The Conseil d’Etat, France’s supreme court for administrative justice, ruled that curfew and confinement must be followed by everyone, vaccinated or not, to help stop the spread of the Covid-19 virus.
It said: “Even though the vaccines are effective, they do not completely eliminate the possibility that vaccinated people can become carriers of the virus.”
The court was responding to a plea submitted by an 83-year-old man in Paris, who has received two doses of the Pfizer vaccine.
As such, he argued that stricter Covid-19 rules should not apply to him and others in his position, as they pose a lower risk of catching and spreading the virus.
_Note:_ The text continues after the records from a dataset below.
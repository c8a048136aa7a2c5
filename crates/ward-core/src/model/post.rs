use chrono::{DateTime, Utc};
use serde::{Deserialize, Serialize};
use std::{fmt, str::FromStr};

use super::issue::ParseEnumError;

/// Status values mirrored onto citizen-facing posts as the linked issue
/// moves through its lifecycle.
#[derive(Debug, Clone, Copy, PartialEq, Eq, Serialize, Deserialize)]
#[serde(rename_all = "kebab-case")]
pub enum PostStatus {
    Reported,
    Assigned,
    PendingReview,
    Resolved,
    EscalatedApproved,
}

impl PostStatus {
    const fn as_str(self) -> &'static str {
        match self {
            Self::Reported => "reported",
            Self::Assigned => "assigned",
            Self::PendingReview => "pending-review",
            Self::Resolved => "resolved",
            Self::EscalatedApproved => "escalated-approved",
        }
    }
}

impl fmt::Display for PostStatus {
    fn fmt(&self, f: &mut fmt::Formatter<'_>) -> fmt::Result {
        f.write_str(self.as_str())
    }
}

impl FromStr for PostStatus {
    type Err = ParseEnumError;

    fn from_str(s: &str) -> Result<Self, Self::Err> {
        match s.trim().to_ascii_lowercase().as_str() {
            "reported" => Ok(Self::Reported),
            "assigned" => Ok(Self::Assigned),
            "pending-review" => Ok(Self::PendingReview),
            "resolved" => Ok(Self::Resolved),
            "escalated-approved" => Ok(Self::EscalatedApproved),
            _ => Err(ParseEnumError {
                expected: "post status",
                got: s.to_string(),
            }),
        }
    }
}

/// Which citizen feedback channel a rating belongs to.
#[derive(Debug, Clone, Copy, PartialEq, Eq, Serialize, Deserialize)]
#[serde(rename_all = "lowercase")]
pub enum RatingKind {
    Work,
    Escalation,
}

/// A citizen-feed record: either the post that originated an issue, or a
/// disclosure post published by the engine. `id` is assigned by the store.
#[derive(Debug, Clone, PartialEq, Serialize, Deserialize)]
pub struct Post {
    #[serde(default)]
    pub id: i64,
    /// Display name the post is published under. Department disclosure
    /// posts use one of the department's display-name variants.
    pub author: String,
    /// Account that owns the post and receives notifications about it.
    pub owner: String,
    pub body: String,
    pub status: PostStatus,
    #[serde(default, skip_serializing_if = "Option::is_none")]
    pub issue_id: Option<String>,
    #[serde(default)]
    pub likes: u32,
    #[serde(default)]
    pub is_resolved: bool,
    #[serde(default)]
    pub is_escalated: bool,
    #[serde(default, skip_serializing_if = "Option::is_none")]
    pub rating_work_avg: Option<f64>,
    #[serde(default, skip_serializing_if = "Option::is_none")]
    pub rating_escalation_avg: Option<f64>,
    pub created_at: DateTime<Utc>,
}

/// A direct message to a citizen; fire-and-forget from the engine.
#[derive(Debug, Clone, PartialEq, Eq, Serialize, Deserialize)]
pub struct Notification {
    pub recipient: String,
    #[serde(default, skip_serializing_if = "Option::is_none")]
    pub issue_id: Option<String>,
    pub body: String,
    pub created_at: DateTime<Utc>,
}
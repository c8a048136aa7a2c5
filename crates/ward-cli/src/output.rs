//! Shared output layer for human/JSON parity across all CLI commands.
//!
//! Every command handler receives an [`OutputMode`] and formats its output
//! accordingly: readable text for humans, stable JSON for scripts and
//! agents. Errors go to stderr in the same two shapes, always carrying a
//! machine code and a suggestion.

use serde::Serialize;
use std::io::{self, Write};

use ward_core::error::WardError;

/// The two output modes supported by the CLI.
#[derive(Debug, Clone, Copy, PartialEq, Eq)]
pub enum OutputMode {
    /// Human-readable text.
    Human,
    /// Machine-readable JSON.
    Json,
}

impl OutputMode {
    /// Returns `true` if JSON output was requested.
    #[must_use]
    pub fn is_json(self) -> bool {
        matches!(self, Self::Json)
    }
}

/// A structured error with a suggestion and machine code.
#[derive(Debug, Serialize)]
pub struct CliError {
    /// Human-readable error message.
    pub message: String,
    /// Suggestion for how to fix the error.
    #[serde(skip_serializing_if = "Option::is_none")]
    pub suggestion: Option<String>,
    /// Machine-readable error code (e.g. `E2002`, `missing_agent`).
    #[serde(skip_serializing_if = "Option::is_none")]
    pub error_code: Option<String>,
}

impl CliError {
    /// Create a simple error with just a message.
    pub fn new(message: impl Into<String>) -> Self {
        Self {
            message: message.into(),
            suggestion: None,
            error_code: None,
        }
    }

    /// Create an error with a suggestion and error code.
    pub fn with_details(
        message: impl Into<String>,
        suggestion: impl Into<String>,
        error_code: impl Into<String>,
    ) -> Self {
        Self {
            message: message.into(),
            suggestion: Some(suggestion.into()),
            error_code: Some(error_code.into()),
        }
    }
}

impl From<&WardError> for CliError {
    fn from(err: &WardError) -> Self {
        Self {
            message: err.to_string(),
            suggestion: Some(err.suggestion()),
            error_code: Some(err.error_code().to_string()),
        }
    }
}

/// Render a serializable value to stdout in the requested format.
///
/// In JSON mode, the value is serialized with `serde_json`. In human mode,
/// the provided closure produces the text output.
///
/// # Errors
///
/// Returns an error when writing to stdout fails.
pub fn render<T: Serialize>(
    mode: OutputMode,
    value: &T,
    human_fn: impl FnOnce(&T, &mut dyn Write) -> io::Result<()>,
) -> anyhow::Result<()> {
    let stdout = io::stdout();
    let mut out = stdout.lock();
    match mode {
        OutputMode::Json => {
            serde_json::to_writer_pretty(&mut out, value)?;
            writeln!(out)?;
        }
        OutputMode::Human => human_fn(value, &mut out)?,
    }
    Ok(())
}

/// Render an error to stderr in the requested format.
///
/// # Errors
///
/// Returns an error when writing to stderr fails.
pub fn render_error(mode: OutputMode, error: &CliError) -> anyhow::Result<()> {
    let stderr = io::stderr();
    let mut out = stderr.lock();
    match mode {
        OutputMode::Json => {
            let wrapper = serde_json::json!({ "error": error });
            serde_json::to_writer_pretty(&mut out, &wrapper)?;
            writeln!(out)?;
        }
        OutputMode::Human => {
            writeln!(out, "error: {}", error.message)?;
            if let Some(suggestion) = &error.suggestion {
                writeln!(out, "  suggestion: {suggestion}")?;
            }
        }
    }
    Ok(())
}
//! `wd list`: filtered issue listings.

use clap::Args;
use serde::Serialize;
use std::io::Write as _;
use std::path::Path;
use std::str::FromStr;

use crate::output::{CliError, OutputMode, render, render_error};
use ward_core::model::department::Department;
use ward_core::model::issue::{EscalationStatus, Issue, Status};
use ward_core::store::{IssueFilter, IssueStore};

use super::{engine_error, open_project};

#[derive(Args, Debug)]
pub struct ListArgs {
    /// Filter by department (id or code).
    #[arg(long)]
    pub department: Option<String>,

    /// Filter by primary status.
    #[arg(long)]
    pub status: Option<String>,

    /// Filter by escalation status.
    #[arg(long)]
    pub escalation: Option<String>,
}

#[derive(Debug, Serialize)]
struct ListRow {
    id: String,
    status: String,
    priority: String,
    department: String,
    title: String,
    assignee: Option<String>,
    escalation: Option<String>,
}

impl ListRow {
    fn from_issue(issue: &Issue) -> Self {
        Self {
            id: issue.id.clone(),
            status: issue.status.to_string(),
            priority: issue.priority.to_string(),
            department: issue.department.to_string(),
            title: issue.title.clone(),
            assignee: issue.assigned_personnel.as_ref().map(|p| p.id.clone()),
            escalation: issue.escalation.as_ref().map(|e| e.status.to_string()),
        }
    }
}

fn parse_filter(args: &ListArgs, output: OutputMode) -> anyhow::Result<IssueFilter> {
    let mut filter = IssueFilter::default();
    if let Some(raw) = &args.department {
        filter.department = Some(parse_or_render(
            output,
            raw,
            "Use a department id (water, swm, ...) or code (WSS, SWM, ...)",
            "invalid_department",
        )?);
    }
    if let Some(raw) = &args.status {
        filter.status = Some(parse_or_render::<Status>(
            output,
            raw,
            "Use one of: pending, assign, pending-review, resolved, reopened",
            "invalid_status",
        )?);
    }
    if let Some(raw) = &args.escalation {
        filter.escalation = Some(parse_or_render::<EscalationStatus>(
            output,
            raw,
            "Use one of: pending, approved, rejected",
            "invalid_escalation_status",
        )?);
    }
    Ok(filter)
}

fn parse_or_render<T>(
    output: OutputMode,
    raw: &str,
    suggestion: &str,
    code: &str,
) -> anyhow::Result<T>
where
    T: FromStr,
    T::Err: std::fmt::Display,
{
    T::from_str(raw).map_err(|err| {
        render_error(output, &CliError::with_details(err.to_string(), suggestion, code)).ok();
        anyhow::anyhow!("{err}")
    })
}

/// Handle `wd list`.
///
/// # Errors
///
/// Fails on filter parse errors, missing project, or store failures.
pub fn run_list(args: &ListArgs, output: OutputMode, project_root: &Path) -> anyhow::Result<()> {
    let filter = parse_filter(args, output)?;
    let project = open_project(project_root, output)?;
    let issues = project
        .engine
        .store()
        .query_issues(&filter)
        .map_err(|err| engine_error(output, &err))?;

    let rows: Vec<ListRow> = issues.iter().map(ListRow::from_issue).collect();
    render(output, &rows, |rows, w| {
        if rows.is_empty() {
            return writeln!(w, "no issues match");
        }
        for row in rows {
            writeln!(
                w,
                "{}  {:<14} {:<8} {:<12} {}{}",
                row.id,
                row.status,
                row.priority,
                row.department,
                row.title,
                row.escalation
                    .as_ref()
                    .map_or_else(String::new, |esc| format!("  [escalation: {esc}]")),
            )?;
        }
        Ok(())
    })
}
His lawyers added that one of the main reasons for introducing confinement rules was to reduce the number of Covid-19 patients in hospitals.
As the vaccine limited his risk of hospitalisation and catching or spreading the virus, they asked: “Why does he need to be confined?
“We believe in the vaccine - it works. And there is no justification for confining people who have had it.”
Virus risk still too high
But the court said the risk was still too great as the Covid-19 virus is circulating at high levels in France and new variants are emerging on which the vaccines have not been tested.
It said that, in this context, curfew and confinement measures could not be considered a “disproportionate” infringement of personal freedoms, as the man had suggested in his plea.